With his mourning habiliments Septimus Hardon seemed to have cast off the interest the crowd might be supposed to have taken in him; for no one followed the thin shabby man in dusty clothes and battered hat, as he strode on, till abreast of the old inn, where he paused, as if about to enter; but the next moment, shaking his head wearily, he walked on, and was soon past the first mile-stone on his way to the great city.

Volume Two – Chapter Four.
After a Lapse

“Do, sir?” exclaimed old Matt, pausing in his occupation of pulling the string to make a lathen figure throw out arms and legs for the delectation of little Tom, – “do, sir? Why, what I’ve always told you, and you say the parson’s told you, – go in for it, you’ve nothing to lose; so if anything happens, you must win. A year last spring now since I come running in here with that para thinking I’d made your fortune for you, sir; and now – Look there, what you’ve done, you’ve pulled one of his legs off!” – This in a parenthesis to the little boy between his knees. – “And where are you? Certainly, you get on a bit with the writing, sir; but if it was me I couldn’t have settled down without making him prove his words.”
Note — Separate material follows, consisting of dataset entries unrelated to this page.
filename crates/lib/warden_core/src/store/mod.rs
//! User persistence.
//!
//! [`UserStore`] is the only way the account workflows touch storage. The
//! SQL backends share one schema (see `migrations/`) and differ only in
//! dialect; [`MemoryUserStore`] backs tests and throwaway dev servers.

pub mod memory;
pub mod mysql;
pub mod postgres;

use std::str::FromStr;
use std::sync::Arc;

use async_trait::async_trait;
use sqlx::mysql::MySqlPoolOptions;
use sqlx::postgres::PgPoolOptions;
use sqlx::{MySqlPool, PgPool};
use thiserror::Error;

use crate::models::user::User;

pub use memory::MemoryUserStore;
pub use mysql::MySqlUserStore;
pub use postgres::PgUserStore;

/// Storage errors.
#[derive(Debug, Error)]
pub enum StoreError {
    #[error("database error: {0}")]
    Db(#[from] sqlx::Error),

    #[error("migration error: {0}")]
    Migrate(#[from] sqlx::migrate::MigrateError),

    #[error("unsupported store driver: {0}")]
    UnsupportedDriver(String),
}

/// Durable record of users.
///
/// Lookups only see active users; `None` means "not found".
#[async_trait]
pub trait UserStore: Send + Sync {
    /// Insert a new user.
    async fn create(&self, user: &User) -> Result<(), StoreError>;

    /// Fetch an active user by ID.
    async fn find_by_id(&self, id: &str) -> Result<Option<User>, StoreError>;

    /// Fetch an active user by exact (case-sensitive) email.
    async fn find_by_email(&self, email: &str) -> Result<Option<User>, StoreError>;

    /// Page through active users, newest first. Returns the page and the
    /// total number of active users.
    async fn find_all(&self, offset: i64, limit: i64) -> Result<(Vec<User>, i64), StoreError>;

    /// Overwrite every column of the user with matching ID.
    async fn update(&self, user: &User) -> Result<(), StoreError>;

    /// Delete a user. Returns `false` when no row matched.
    async fn delete(&self, id: &str) -> Result<bool, StoreError>;
}

/// Backing store dialect.
#[derive(Debug, Clone, Copy, PartialEq, Eq)]
pub enum StoreDriver {
    Postgres,
    MySql,
    Memory,
}

impl FromStr for StoreDriver {
    type Err = StoreError;

    fn from_str(s: &str) -> Result<Self, Self::Err> {
        match s.trim().to_ascii_lowercase().as_str() {
            "postgres" | "postgresql" | "pg" => Ok(Self::Postgres),
            "mysql" | "mariadb" => Ok(Self::MySql),
            "memory" | "mem" => Ok(Self::Memory),
            other => Err(StoreError::UnsupportedDriver(other.to_string())),
        }
    }
}

impl std::fmt::Display for StoreDriver {
    fn fmt(&self, f: &mut std::fmt::Formatter<'_>) -> std::fmt::Result {
        f.write_str(match self {
            Self::Postgres => "postgres",
            Self::MySql => "mysql",
            Self::Memory => "memory",
        })
    }
}

/// A connected backend, created once at process start.
#[derive(Clone)]
pub enum StorePool {
    Postgres(PgPool),
    MySql(MySqlPool),
    Memory(Arc<MemoryUserStore>),
}

impl StorePool {
    /// Connect to the backend selected by `driver`. The URL is ignored for
    /// the in-memory store.
    pub async fn connect(
        driver: StoreDriver,
        url: &str,
        max_connections: u32,
        acquire_timeout: std::time::Duration,
    ) -> Result<Self, StoreError> {
        let pool = match driver {
            StoreDriver::Postgres => Self::Postgres(
                PgPoolOptions::new()
                    .max_connections(max_connections)
                    .acquire_timeout(acquire_timeout)
                    .connect(url)
                    .await?,
            ),
            StoreDriver::MySql => Self::MySql(
                MySqlPoolOptions::new()
                    .max_connections(max_connections)
                    .acquire_timeout(acquire_timeout)
                    .connect(url)
                    .await?,
            ),
            StoreDriver::Memory => Self::Memory(Arc::new(MemoryUserStore::new())),
        };
        Ok(pool)
    }

    pub fn driver(&self) -> StoreDriver {
        match self {
            Self::Postgres(_) => StoreDriver::Postgres,
            Self::MySql(_) => StoreDriver::MySql,
            Self::Memory(_) => StoreDriver::Memory,
        }
    }

    /// The [`UserStore`] view of this backend.
    pub fn user_store(&self) -> Arc<dyn UserStore> {
        match self {
            Self::Postgres(pool) => Arc::new(PgUserStore::new(pool.clone())),
            Self::MySql(pool) => Arc::new(MySqlUserStore::new(pool.clone())),
            Self::Memory(store) => store.clone(),
        }
    }
}
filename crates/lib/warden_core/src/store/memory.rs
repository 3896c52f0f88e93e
//! In-memory user store.

use std::collections::HashMap;

use async_trait::async_trait;
use tokio::sync::RwLock;

use super::{StoreError, UserStore};
use crate::models::user::User;

/// `HashMap`-backed [`UserStore`] with the same visibility rules as the SQL
/// stores.
#[derive(Debug, Default)]
pub struct MemoryUserStore {
    users: RwLock<HashMap<String, User>>,
}

impl MemoryUserStore {
    pub fn new() -> Self {
        Self::default()
    }

    /// Number of stored users, active or not.
    pub async fn len(&self) -> usize {
        self.users.read().await.len()
    }

    pub async fn is_empty(&self) -> bool {
        self.users.read().await.is_empty()
    }
}

#[async_trait]
impl UserStore for MemoryUserStore {
    async fn create(&self, user: &User) -> Result<(), StoreError> {
        self.users
            .write()
            .await
            .insert(user.id.clone(), user.clone());
        Ok(())
    }

    async fn find_by_id(&self, id: &str) -> Result<Option<User>, StoreError> {
        Ok(self
            .users
            .read()
            .await
            .get(id)
            .filter(|u| u.active)
            .cloned())
    }

    async fn find_by_email(&self, email: &str) -> Result<Option<User>, StoreError> {
        Ok(self
            .users
            .read()
            .await
            .values()
            .find(|u| u.active && u.email == email)
            .cloned())
    }

    async fn find_all(&self, offset: i64, limit: i64) -> Result<(Vec<User>, i64), StoreError> {
        let users = self.users.read().await;
        let mut active: Vec<&User> = users.values().filter(|u| u.active).collect();
        active.sort_by(|a, b| b.created_at.cmp(&a.created_at).then_with(|| a.id.cmp(&b.id)));
        let total = active.len() as i64;
        let page = active
            .into_iter()
            .skip(offset.max(0) as usize)
            .take(limit.max(0) as usize)
            .cloned()
            .collect();
        Ok((page, total))
    }

    async fn update(&self, user: &User) -> Result<(), StoreError> {
        // Unknown IDs are left alone, matching `UPDATE ... WHERE id = ?`.
        if let Some(slot) = self.users.write().await.get_mut(&user.id) {
            *slot = user.clone();
        }
        Ok(())
    }

    async fn delete(&self, id: &str) -> Result<bool, StoreError> {
        Ok(self.users.write().await.remove(id).is_some())
    }
}
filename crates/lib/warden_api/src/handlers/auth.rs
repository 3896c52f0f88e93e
//! Authentication request handlers.

use axum::Json;
use axum::extract::State;

use crate::AppState;
use crate::error::AppResult;
use crate::models::{LoginRequest, LoginResponse};
use crate::validation::Validator;

/// `POST /api/v1/auth/login` — authenticate with email + password.
pub async fn login_handler(
    State(state): State<AppState>,
    Json(body): Json<LoginRequest>,
) -> AppResult<Json<LoginResponse>> {
    Validator::new()
        .required("email", &body.email)
        .required("password", &body.password)
        .finish()?;

    let token = state.accounts.login(&body.email, &body.password).await?;
    Ok(Json(LoginResponse {
        message: "Login successful".into(),
        token,
    }))
}
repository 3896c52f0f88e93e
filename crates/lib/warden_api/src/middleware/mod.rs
//! Request middleware.

pub mod auth;
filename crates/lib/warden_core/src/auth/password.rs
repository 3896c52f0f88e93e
//! Password hashing via bcrypt.

use tracing::warn;

use super::AuthError;

/// bcrypt cost factor.
const BCRYPT_COST: u32 = 10;

/// Hash a password with bcrypt (cost 10, random salt).
pub fn hash_password(password: &str) -> Result<String, AuthError> {
    bcrypt::hash(password, BCRYPT_COST)
        .map_err(|e| AuthError::Internal(format!("bcrypt hash: {e}")))
}

/// Verify a password against a bcrypt hash.
///
/// A hash that bcrypt cannot parse never matches.
pub fn verify_password(password: &str, hash: &str) -> bool {
    match bcrypt::verify(password, hash) {
        Ok(matched) => matched,
        Err(e) => {
            warn!(error = %e, "stored password hash is not a valid bcrypt hash");
            false
        }
    }
}

#[cfg(test)]
mod tests {
    use super::*;

    #[test]
    fn hash_then_verify_accepts_original() {
        let hash = hash_password("p1").unwrap();
        assert!(verify_password("p1", &hash));
    }

    #[test]
    fn verify_rejects_other_strings() {
        let hash = hash_password("p1").unwrap();
        for other in ["", "p2", "P1", "p1 ", " p1", "p1p1"] {
            assert!(!verify_password(other, &hash), "{other:?} should not match");
        }
    }

    #[test]
    fn hash_is_salted_and_not_plaintext() {
        let a = hash_password("same").unwrap();
        let b = hash_password("same").unwrap();
        assert_ne!(a, b);
        assert!(!a.contains("same"));
        assert!(a.starts_with("$2"));
    }

    #[test]
    fn malformed_hash_never_matches() {
        assert!(!verify_password("p1", "not-a-bcrypt-hash"));
        assert!(!verify_password("p1", "p1"));
    }
}
//! Authentication middleware — Bearer token extraction and JWT verification.

use axum::http::header::AUTHORIZATION;
use axum::{
    extract::{Request, State},
    middleware::Next,
    response::Response,
};
use tracing::debug;
use warden_core::auth::jwt::TokenService;
use warden_core::models::auth::TokenClaims;

use crate::AppState;
use crate::error::AppError;

/// Claims of the caller, stored in request extensions.
#[derive(Debug, Clone)]
pub struct AuthenticatedUser(pub TokenClaims);

impl AuthenticatedUser {
    /// The authenticated user's ID.
    pub fn user_id(&self) -> &str {
        &self.0.sub
    }
}

/// Axum middleware: extracts `Authorization: Bearer <token>`, verifies the JWT,
/// and injects `AuthenticatedUser` into request extensions.
pub async fn require_auth(
    State(state): State<AppState>,
    mut request: Request,
    next: Next,
) -> Result<Response, AppError> {
    let header = request
        .headers()
        .get(AUTHORIZATION)
        .and_then(|v| v.to_str().ok())
        .filter(|v| !v.trim().is_empty())
        .ok_or_else(|| AppError::Unauthorized("Authorization header missing".into()))?;

    let token = header
        .strip_prefix("Bearer ")
        .map(str::trim)
        .ok_or_else(|| AppError::Unauthorized("Invalid token".into()))?;

    let claims = state.accounts.tokens().validate(token)?;
    debug!(user_id = %claims.sub, "request authenticated");

    request.extensions_mut().insert(AuthenticatedUser(claims));

    Ok(next.run(request).await)
}
//! API server configuration.

use std::time::Duration;

use warden_core::auth::jwt::resolve_jwt_secret;
use warden_core::store::StoreDriver;

/// Configuration for the API server.
#[derive(Clone, Debug)]
pub struct ApiConfig {
    /// Address to bind the HTTP listener (e.g. "0.0.0.0:8080").
    pub bind_addr: String,
    /// Backing store dialect.
    pub db_driver: StoreDriver,
    /// Store connection URL / DSN.
    pub database_url: String,
    /// JWT signing secret.
    pub jwt_secret: String,
    /// Issuer embedded in every token.
    pub jwt_issuer: String,
    /// Upper bound on a single request, store calls included.
    pub request_timeout: Duration,
}

impl ApiConfig {
    /// Reads configuration from environment variables with sensible defaults.
    ///
    /// | Variable         | Default                             |
    /// |------------------|-------------------------------------|
    /// | `BIND_ADDR`      | `0.0.0.0:8080`                      |
    /// | `DB_TYPE`        | `postgres`                          |
    /// | `DB_DSN`         | `postgres://localhost:5432/warden`  |
    /// | `JWT_SECRET_KEY` | generated & persisted to file       |
    /// | `JWT_ISSUER`     | `warden`                            |
    pub fn from_env() -> Self {
        Self {
            bind_addr: std::env::var("BIND_ADDR").unwrap_or_else(|_| "0.0.0.0:8080".into()),
            db_driver: std::env::var("DB_TYPE")
                .ok()
                .and_then(|v| v.parse().ok())
                .unwrap_or(StoreDriver::Postgres),
            database_url: std::env::var("DB_DSN")
                .unwrap_or_else(|_| "postgres://localhost:5432/warden".into()),
            jwt_secret: resolve_jwt_secret(),
            jwt_issuer: std::env::var("JWT_ISSUER").unwrap_or_else(|_| "warden".into()),
            request_timeout: Duration::from_secs(30),
        }
    }
}
// User identifiers are random (v4) UUIDs rendered as lowercase hyphenated
// text. Path parameters and token subjects are checked against the same
// shape before they reach a workflow.

use uuid::Uuid;

/// Generate a new user identifier (UUIDv4, hyphenated).
pub fn new_user_id() -> String {
    Uuid::new_v4().to_string()
}

/// Returns `true` when `value` parses as a UUID whose version nibble is 4.
pub fn is_uuid_v4(value: &str) -> bool {
    Uuid::parse_str(value).is_ok_and(|id| id.get_version_num() == 4)
}
//! Request field validation.

use regex::Regex;

use crate::error::{AppError, AppResult};

/// Collects field errors and reports them together.
#[derive(Debug, Default)]
pub struct Validator {
    errors: Vec<String>,
}

impl Validator {
    pub fn new() -> Self {
        Self::default()
    }

    /// The field must contain a non-whitespace character.
    pub fn required(mut self, field: &str, value: &str) -> Self {
        if value.trim().is_empty() {
            self.errors.push(format!("{field} is required"));
        }
        self
    }

    /// The field must be present and look like an email address.
    pub fn email(mut self, field: &str, value: &str) -> Self {
        if value.trim().is_empty() {
            self.errors.push(format!("{field} is required"));
        } else if !valid_email(value) {
            self.errors.push(format!("{field} must be a valid email address"));
        }
        self
    }

    pub fn finish(self) -> AppResult<()> {
        if self.errors.is_empty() {
            Ok(())
        } else {
            Err(AppError::Validation(self.errors.join("; ")))
        }
    }
}

pub fn valid_email(email: &str) -> bool {
    Regex::new(r"^[^@\s]+@[^@\s]+\.[^@\s]+$").is_ok_and(|regex| regex.is_match(email))
}

#[cfg(test)]
mod tests {
    use super::*;

    #[test]
    fn email_shapes() {
        assert!(valid_email("a@x.com"));
        assert!(valid_email("first.last+tag@sub.example.org"));
        assert!(!valid_email("a@x"));
        assert!(!valid_email("ax.com"));
        assert!(!valid_email("a b@x.com"));
        assert!(!valid_email("a@@x.com"));
    }

    #[test]
    fn errors_are_aggregated() {
        let err = Validator::new()
            .required("first_name", "")
            .required("last_name", "Lovelace")
            .email("email", "nope")
            .finish()
            .unwrap_err();
        match err {
            AppError::Validation(msg) => {
                assert_eq!(
                    msg,
                    "first_name is required; email must be a valid email address"
                );
            }
            other => panic!("unexpected error: {other:?}"),
        }
    }

    #[test]
    fn clean_input_passes() {
        assert!(
            Validator::new()
                .required("password", "p1")
                .email("email", "a@x.com")
                .finish()
                .is_ok()
        );
    }
}
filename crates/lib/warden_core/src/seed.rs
//! Initial data: the admin account.

use tracing::info;

use crate::accounts::AccountService;
use crate::auth::{AuthError, AuthResult};
use crate::models::user::NewUser;

/// Credentials for the bootstrap admin account.
#[derive(Debug, Clone)]
pub struct AdminSeed {
    pub email: String,
    pub password: String,
}

impl Default for AdminSeed {
    fn default() -> Self {
        Self {
            email: "admin@admin.com".into(),
            password: "test@123".into(),
        }
    }
}

impl AdminSeed {
    /// Defaults overridden by `ADMIN_EMAIL` / `ADMIN_PASSWORD` when set.
    pub fn from_env() -> Self {
        let defaults = Self::default();
        Self {
            email: std::env::var("ADMIN_EMAIL")
                .ok()
                .filter(|v| !v.is_empty())
                .unwrap_or(defaults.email),
            password: std::env::var("ADMIN_PASSWORD")
                .ok()
                .filter(|v| !v.is_empty())
                .unwrap_or(defaults.password),
        }
    }
}

/// Register the admin user. An already-registered email counts as success.
pub async fn seed_admin(accounts: &AccountService, seed: &AdminSeed) -> AuthResult<()> {
    let admin = NewUser {
        first_name: "User".into(),
        last_name: "Admin".into(),
        full_name: Some("User Admin".into()),
        email: seed.email.clone(),
        password: seed.password.clone(),
    };

    match accounts.register(admin).await {
        Ok(user) => info!(user_id = %user.id, email = %user.email, "admin user created"),
        Err(AuthError::EmailAlreadyRegistered) => {
            info!(email = %seed.email, "admin user already registered")
        }
        Err(e) => return Err(e),
    }
    Ok(())
}

#[cfg(test)]
mod tests {
    use std::sync::Arc;

    use super::*;
    use crate::auth::jwt::JwtTokenService;
    use crate::store::{MemoryUserStore, UserStore};

    #[tokio::test]
    async fn seeding_twice_is_idempotent() {
        let store = Arc::new(MemoryUserStore::new());
        let accounts = AccountService::new(
            store.clone(),
            Arc::new(JwtTokenService::new(b"seed-secret", "warden-test")),
        );
        let seed = AdminSeed::default();

        seed_admin(&accounts, &seed).await.unwrap();
        seed_admin(&accounts, &seed).await.unwrap();

        assert_eq!(store.len().await, 1);
        let admin = store.find_by_email("admin@admin.com").await.unwrap().unwrap();
        assert_eq!(admin.full_name, "User Admin");
        assert!(accounts.login("admin@admin.com", "test@123").await.is_ok());
    }
}
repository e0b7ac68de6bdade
//! Resolved probe configuration.
//!
//! Holds already-resolved scalar values; parsing raw CLI arguments or
//! property files is the caller's concern (see `src/bin/vmprobed.rs`).

/// Default sampling interval in seconds.
pub const DEFAULT_INTERVAL_SECS: u64 = 1;

/// Default name of the statistics executable, resolved via `PATH`.
pub const DEFAULT_VMSTAT_PATH: &str = "vmstat";

/// Default invocation options. `-n` prints the header once instead of
/// repeating it periodically, which keeps the line positions stable.
pub const DEFAULT_VMSTAT_OPTS: &str = "-n";

/// Resolved configuration for a vmstat probe.
#[derive(Debug, Clone, PartialEq, Eq)]
pub struct ProbeConfig {
    /// Sampling interval in seconds, passed through to the tool.
    pub interval_secs: u64,
    /// Path to the statistics executable.
    pub vmstat_path: String,
    /// Invocation options as a single string, split on whitespace.
    pub vmstat_opts: String,
}

impl Default for ProbeConfig {
    fn default() -> Self {
        Self {
            interval_secs: DEFAULT_INTERVAL_SECS,
            vmstat_path: DEFAULT_VMSTAT_PATH.to_string(),
            vmstat_opts: DEFAULT_VMSTAT_OPTS.to_string(),
        }
    }
}

impl ProbeConfig {
    /// Assembles the full command line: executable, options, interval.
    pub fn command(&self) -> Vec<String> {
        let mut cmd = Vec::with_capacity(4);
        cmd.push(self.vmstat_path.clone());
        cmd.extend(self.vmstat_opts.split_whitespace().map(str::to_string));
        cmd.push(self.interval_secs.to_string());
        cmd
    }
}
“But, you see,” said Septimus, looking up from his copying, “I’m not clever, I’m not a business man; and what could I do without money for legal advice? It’s a sad life this; and ours is, and always was, a miserable family, and my uncle’s too. Look at him: his children are always away, while Agnes came to us through some love-affair with the assistant, and soon after I came away she disappeared, and has never been heard of since. Did you speak?”

“No,” said Matt, whose face was puckered up, while he had been trying to catch the eye of Lucy, who sat at the window busily preparing some work for a bright new sewing-machine which had lately been supplied to her from the warehouse where she was employed.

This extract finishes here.